§ **Problem requirements**: Using the data beneath this instruction, retype only the lines from the one that contains "the same topmost" down to the one that contains "(Some(id), Some(rid)) if", both included, exactly as they appear.

Top of Input records

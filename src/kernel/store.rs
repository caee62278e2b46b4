use super::{Action, AppState, CloseReason, Effect};
use crate::ui::core::id::Id;

pub struct DispatchResult {
    pub effects: Vec<Effect>,
    pub state_changed: bool,
}

impl DispatchResult {
    fn unchanged() -> Self {
        Self {
            effects: Vec::new(),
            state_changed: false,
        }
    }
}

pub struct Store {
    state: AppState,
}

impl Store {
    pub fn new(state: AppState) -> Self {
        Self { state }
    }

    pub fn state(&self) -> &AppState {
        &self.state
    }

    pub fn is_modal_open(&self) -> bool {
        self.state.modal.is_open
    }

    pub fn dispatch(&mut self, action: Action) -> DispatchResult {
        match action {
            Action::OpenModal { opener } => self.open_modal(opener),
            Action::CloseModal { reason } => self.close_modal(reason),
        }
    }

    fn open_modal(&mut self, opener: Option<Id>) -> DispatchResult {
        let modal = &mut self.state.modal;
        if modal.is_open {
            return DispatchResult::unchanged();
        }

        modal.is_open = true;
        modal.opener = opener;
        tracing::debug!(opener = ?opener, "modal open");

        DispatchResult {
            effects: vec![Effect::AcquireModalResources],
            state_changed: true,
        }
    }

    fn close_modal(&mut self, reason: CloseReason) -> DispatchResult {
        let modal = &mut self.state.modal;
        if !modal.is_open {
            return DispatchResult::unchanged();
        }

        modal.is_open = false;
        modal.last_close = Some(reason);
        tracing::debug!(reason = reason.as_str(), "modal close");

        let mut effects = vec![Effect::ReleaseModalResources];
        if let Some(opener) = modal.opener.take() {
            effects.push(Effect::RestoreFocus(opener));
        }

        DispatchResult {
            effects,
            state_changed: true,
        }
    }
}

#[cfg(test)]
#[path = "../../tests/unit/kernel/store.rs"]
mod tests;
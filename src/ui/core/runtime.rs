use super::geom::Pos;
use super::id::Id;
use super::input::UiEvent;
use super::tree::{Sense, UiTree};
use crate::core::event::{InputEvent, MouseButton, MouseEventKind};

#[derive(Debug, Clone)]
pub struct UiRuntimeOutput {
    pub events: Vec<UiEvent>,
    pub needs_redraw: bool,
}

impl UiRuntimeOutput {
    pub fn empty() -> Self {
        Self {
            events: Vec::new(),
            needs_redraw: false,
        }
    }
}

#[derive(Debug, Clone, Copy)]
struct PressedState {
    button: MouseButton,
    click: Option<Id>,
}

/// Pointer state machine: hover tracking and press/release click synthesis.
///
/// A click is only reported when press and release resolve to the same topmost
/// click-sensing node, so a press inside a panel that is released over the
/// backdrop activates neither.
#[derive(Debug, Default)]
pub struct UiRuntime {
    hovered: Option<Id>,
    pressed: Option<PressedState>,
    last_pos: Option<Pos>,
}

impl UiRuntime {
    pub fn new() -> Self {
        Self::default()
    }

    pub fn hovered(&self) -> Option<Id> {
        self.hovered
    }

    pub fn is_pressed(&self) -> bool {
        self.pressed.is_some()
    }

    pub fn last_pos(&self) -> Option<Pos> {
        self.last_pos
    }

    /// Drop press/hover state, e.g. after the scene changed underneath the pointer.
    pub fn reset_pointer_state(&mut self) {
        self.pressed = None;
        self.hovered = None;
    }

    pub fn on_input(&mut self, input: &InputEvent, tree: &UiTree) -> UiRuntimeOutput {
        let mut out = UiRuntimeOutput::empty();

        let InputEvent::Mouse(me) = input else {
            return out;
        };

        let pos = Pos::new(me.column, me.row);
        self.last_pos = Some(pos);

        let next_hover = tree.hit_test_with_sense(pos, Sense::HOVER).map(|n| n.id);
        if next_hover != self.hovered {
            out.events.push(UiEvent::HoverChanged {
                from: self.hovered,
                to: next_hover,
                pos,
            });
            self.hovered = next_hover;
            out.needs_redraw = true;
        }

        match me.kind {
            MouseEventKind::Down(button) => {
                let click = tree.hit_test_with_sense(pos, Sense::CLICK).map(|n| n.id);
                self.pressed = Some(PressedState { button, click });
            }
            MouseEventKind::Up(button) => {
                let Some(pressed) = self.pressed.take() else {
                    return out;
                };
                if pressed.button != button {
                    return out;
                }

                let released = tree.hit_test_with_sense(pos, Sense::CLICK).map(|n| n.id);
                match (pressed.click, released) {
                    (Some(id), Some(rid)) if id == rid => {
                        out.events.push(UiEvent::Click { id, button, pos });
                        out.needs_redraw = true;
                    }
                    (None, None) => {}
                    (pressed, released) => {
                        out.events.push(UiEvent::ClickCancelled {
                            pressed,
                            released,
                            pos,
                        });
                    }
                }
            }
            MouseEventKind::Drag(_)
            | MouseEventKind::Moved
            | MouseEventKind::ScrollUp
            | MouseEventKind::ScrollDown
            | MouseEventKind::ScrollLeft
            | MouseEventKind::ScrollRight => {}
        }

        out
    }
}

#[cfg(test)]
#[path = "../../../tests/unit/ui/core/runtime.rs"]
mod tests;
use super::*;

#[test]
fn test_key_creation() {
    let key = Key::ctrl(KeyCode::Char('c'));
    assert_eq!(key.code, KeyCode::Char('c'));
    assert_eq!(key.modifiers, KeyModifiers::CONTROL);
}

#[test]
fn test_key_from_event() {
    let event = KeyEvent {
        code: KeyCode::Enter,
        modifiers: KeyModifiers::NONE,
        kind: KeyEventKind::Press,
    };
    let key: Key = event.into();
    assert_eq!(key.code, KeyCode::Enter);
}

#[test]
fn uppercase_char_normalizes_to_shift() {
    let key: Key = KeyEvent::new(KeyCode::Char('Q'), KeyModifiers::NONE).into();
    assert_eq!(key, Key::shift(KeyCode::Char('q')));
}

#[test]
fn shift_tab_normalizes_to_backtab() {
    let key: Key = KeyEvent::new(KeyCode::Tab, KeyModifiers::SHIFT).into();
    assert_eq!(key.code, KeyCode::BackTab);

    let key: Key = KeyEvent::new(KeyCode::BackTab, KeyModifiers::SHIFT).into();
    assert_eq!(key.code, KeyCode::BackTab);
}

#[test]
fn modifiers_combine() {
    let mods = KeyModifiers::CONTROL | KeyModifiers::SHIFT;
    assert!(mods.contains(KeyModifiers::CONTROL));
    assert!(mods.contains(KeyModifiers::SHIFT));
    assert!(!mods.contains(KeyModifiers::ALT));
    assert!(KeyModifiers::NONE.is_empty());
}

#[test]
fn test_input_event_conversion() {
    let input = InputEvent::Key(KeyEvent::new(KeyCode::Char('a'), KeyModifiers::NONE));

    assert!(input.is_key());
    assert!(!input.is_mouse());
    assert!(input.as_key().is_some());
    assert!(input.as_mouse().is_none());
}
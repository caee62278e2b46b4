use super::*;
use crate::core::event::KeyModifiers;
use crate::kernel::services::ports::Settings;
use crate::kernel::CloseReason;
use crate::ui::core::geom::Pos;

fn page() -> ModalPage {
    ModalPage::new(Settings::default())
}

fn mouse(page: &mut ModalPage, kind: MouseEventKind, pos: Pos) -> EventResult {
    let me = MouseEvent {
        kind,
        column: pos.x,
        row: pos.y,
        modifiers: KeyModifiers::NONE,
    };
    handle_mouse(page, &InputEvent::Mouse(me), &me)
}

fn click(page: &mut ModalPage, pos: Pos) -> EventResult {
    mouse(page, MouseEventKind::Down(MouseButton::Left), pos);
    mouse(page, MouseEventKind::Up(MouseButton::Left), pos)
}

fn center_of(page: &ModalPage, id: crate::ui::core::id::Id) -> Pos {
    let rect = page.tree().node(id).unwrap().rect;
    Pos::new(rect.x + rect.w / 2, rect.y + rect.h / 2)
}

#[test]
fn clicking_trigger_opens() {
    let mut page = page();
    let at = center_of(&page, page.ids().trigger);

    assert_eq!(click(&mut page, at), EventResult::Consumed);
    assert!(page.is_open());
    assert_eq!(page.store().state().modal.opener, Some(page.ids().trigger));
}

#[test]
fn clicking_backdrop_closes() {
    let mut page = page();
    page.open_from_trigger();

    click(&mut page, Pos::new(1, 1));
    assert!(!page.is_open());
    assert_eq!(
        page.store().state().modal.last_close,
        Some(CloseReason::Backdrop)
    );
    assert_eq!(page.focused(), Some(page.ids().trigger));
}

#[test]
fn clicking_inside_panel_keeps_dialog_open() {
    let mut page = page();
    page.open_from_trigger();

    for id in [
        page.ids().dialog.panel,
        page.ids().dialog.heading,
        page.ids().dialog.body,
    ] {
        let at = center_of(&page, id);
        click(&mut page, at);
        assert!(page.is_open());
    }
}

#[test]
fn clicking_close_button_closes() {
    let mut page = page();
    page.open_from_trigger();
    let at = center_of(&page, page.ids().dialog.close);

    click(&mut page, at);
    assert!(!page.is_open());
    assert_eq!(
        page.store().state().modal.last_close,
        Some(CloseReason::CloseButton)
    );
}

#[test]
fn clicking_link_focuses_it_and_keeps_dialog_open() {
    let mut page = page();
    page.open_from_trigger();
    page.document().focus(page.ids().dialog.close);
    let at = center_of(&page, page.ids().dialog.link);

    click(&mut page, at);
    assert!(page.is_open());
    assert_eq!(page.focused(), Some(page.ids().dialog.link));
    assert!(page.status().is_some());
}

#[test]
fn press_in_panel_released_on_backdrop_does_not_close() {
    let mut page = page();
    page.open_from_trigger();
    let inside = center_of(&page, page.ids().dialog.body);

    mouse(&mut page, MouseEventKind::Down(MouseButton::Left), inside);
    mouse(&mut page, MouseEventKind::Up(MouseButton::Left), Pos::new(1, 1));
    assert!(page.is_open());
}

#[test]
fn right_click_on_backdrop_is_not_a_dismissal() {
    let mut page = page();
    page.open_from_trigger();

    mouse(&mut page, MouseEventKind::Down(MouseButton::Right), Pos::new(1, 1));
    mouse(&mut page, MouseEventKind::Up(MouseButton::Right), Pos::new(1, 1));
    assert!(page.is_open());
}

#[test]
fn wheel_scrolls_page_only_while_closed() {
    let mut page = page();
    mouse(&mut page, MouseEventKind::ScrollDown, Pos::new(5, 10));
    assert_eq!(page.document().scroll_offset(), WHEEL_STEP as u16);

    page.open_from_trigger();
    assert_eq!(
        mouse(&mut page, MouseEventKind::ScrollDown, Pos::new(5, 10)),
        EventResult::Consumed
    );
    assert_eq!(page.document().scroll_offset(), WHEEL_STEP as u16);
}

#[test]
fn hovering_a_control_tracks_it() {
    let mut page = page();
    page.open_from_trigger();
    let at = center_of(&page, page.ids().dialog.close);

    mouse(&mut page, MouseEventKind::Moved, at);
    assert_eq!(page.runtime.hovered(), Some(page.ids().dialog.close));
}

Bottom of Input records

§ **Reply to the task**:
/// A click is only reported when press and release resolve to the same topmost
/// click-sensing node, so a press inside a panel that is released over the
/// backdrop activates neither.
#[derive(Debug, Default)]
pub struct UiRuntime {
    hovered: Option<Id>,
    pressed: Option<PressedState>,
    last_pos: Option<Pos>,
}

impl UiRuntime {
    pub fn new() -> Self {
        Self::default()
    }

    pub fn hovered(&self) -> Option<Id> {
        self.hovered
    }

    pub fn is_pressed(&self) -> bool {
        self.pressed.is_some()
    }

    pub fn last_pos(&self) -> Option<Pos> {
        self.last_pos
    }

    /// Drop press/hover state, e.g. after the scene changed underneath the pointer.
    pub fn reset_pointer_state(&mut self) {
        self.pressed = None;
        self.hovered = None;
    }

    pub fn on_input(&mut self, input: &InputEvent, tree: &UiTree) -> UiRuntimeOutput {
        let mut out = UiRuntimeOutput::empty();

        let InputEvent::Mouse(me) = input else {
            return out;
        };

        let pos = Pos::new(me.column, me.row);
        self.last_pos = Some(pos);

        let next_hover = tree.hit_test_with_sense(pos, Sense::HOVER).map(|n| n.id);
        if next_hover != self.hovered {
            out.events.push(UiEvent::HoverChanged {
                from: self.hovered,
                to: next_hover,
                pos,
            });
            self.hovered = next_hover;
            out.needs_redraw = true;
        }

        match me.kind {
            MouseEventKind::Down(button) => {
                let click = tree.hit_test_with_sense(pos, Sense::CLICK).map(|n| n.id);
                self.pressed = Some(PressedState { button, click });
            }
            MouseEventKind::Up(button) => {
                let Some(pressed) = self.pressed.take() else {
                    return out;
                };
                if pressed.button != button {
                    return out;
                }

                let released = tree.hit_test_with_sense(pos, Sense::CLICK).map(|n| n.id);
                match (pressed.click, released) {
                    (Some(id), Some(rid)) if id == rid => {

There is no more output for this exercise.